### Required action
Reproduce, word for word, every line starting at the line that contains "restore terminal state." and ending with the final line of the entries.

### Data in this exercise

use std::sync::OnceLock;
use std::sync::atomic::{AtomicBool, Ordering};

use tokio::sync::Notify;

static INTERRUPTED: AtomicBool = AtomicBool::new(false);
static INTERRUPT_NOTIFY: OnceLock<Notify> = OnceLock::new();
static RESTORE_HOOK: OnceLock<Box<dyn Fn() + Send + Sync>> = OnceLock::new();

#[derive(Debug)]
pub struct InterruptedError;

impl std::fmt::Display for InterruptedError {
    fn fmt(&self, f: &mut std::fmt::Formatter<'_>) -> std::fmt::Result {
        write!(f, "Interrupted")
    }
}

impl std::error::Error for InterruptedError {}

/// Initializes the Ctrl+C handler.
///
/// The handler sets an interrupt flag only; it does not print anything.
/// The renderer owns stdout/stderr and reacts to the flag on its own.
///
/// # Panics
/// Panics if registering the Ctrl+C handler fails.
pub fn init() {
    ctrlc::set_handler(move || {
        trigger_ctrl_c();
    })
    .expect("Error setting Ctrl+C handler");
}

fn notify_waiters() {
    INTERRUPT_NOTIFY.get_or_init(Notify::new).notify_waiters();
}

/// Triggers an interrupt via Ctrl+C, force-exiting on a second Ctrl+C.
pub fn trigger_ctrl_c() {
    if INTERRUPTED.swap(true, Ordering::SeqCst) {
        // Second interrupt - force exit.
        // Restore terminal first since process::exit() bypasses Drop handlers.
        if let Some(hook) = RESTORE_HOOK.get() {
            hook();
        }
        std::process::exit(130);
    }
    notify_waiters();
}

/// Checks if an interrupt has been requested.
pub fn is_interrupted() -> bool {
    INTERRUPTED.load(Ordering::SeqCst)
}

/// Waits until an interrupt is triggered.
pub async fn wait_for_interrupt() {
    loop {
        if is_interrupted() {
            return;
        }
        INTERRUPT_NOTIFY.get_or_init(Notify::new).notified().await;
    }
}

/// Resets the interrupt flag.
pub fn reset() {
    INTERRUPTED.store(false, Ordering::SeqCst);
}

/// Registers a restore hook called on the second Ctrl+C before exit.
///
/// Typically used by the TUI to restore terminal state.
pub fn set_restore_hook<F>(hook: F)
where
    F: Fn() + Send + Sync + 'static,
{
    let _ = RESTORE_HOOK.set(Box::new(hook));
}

### Final answer
/// Typically used by the TUI to restore terminal state.
pub fn set_restore_hook<F>(hook: F)
where
    F: Fn() + Send + Sync + 'static,
{
    let _ = RESTORE_HOOK.set(Box::new(hook));
}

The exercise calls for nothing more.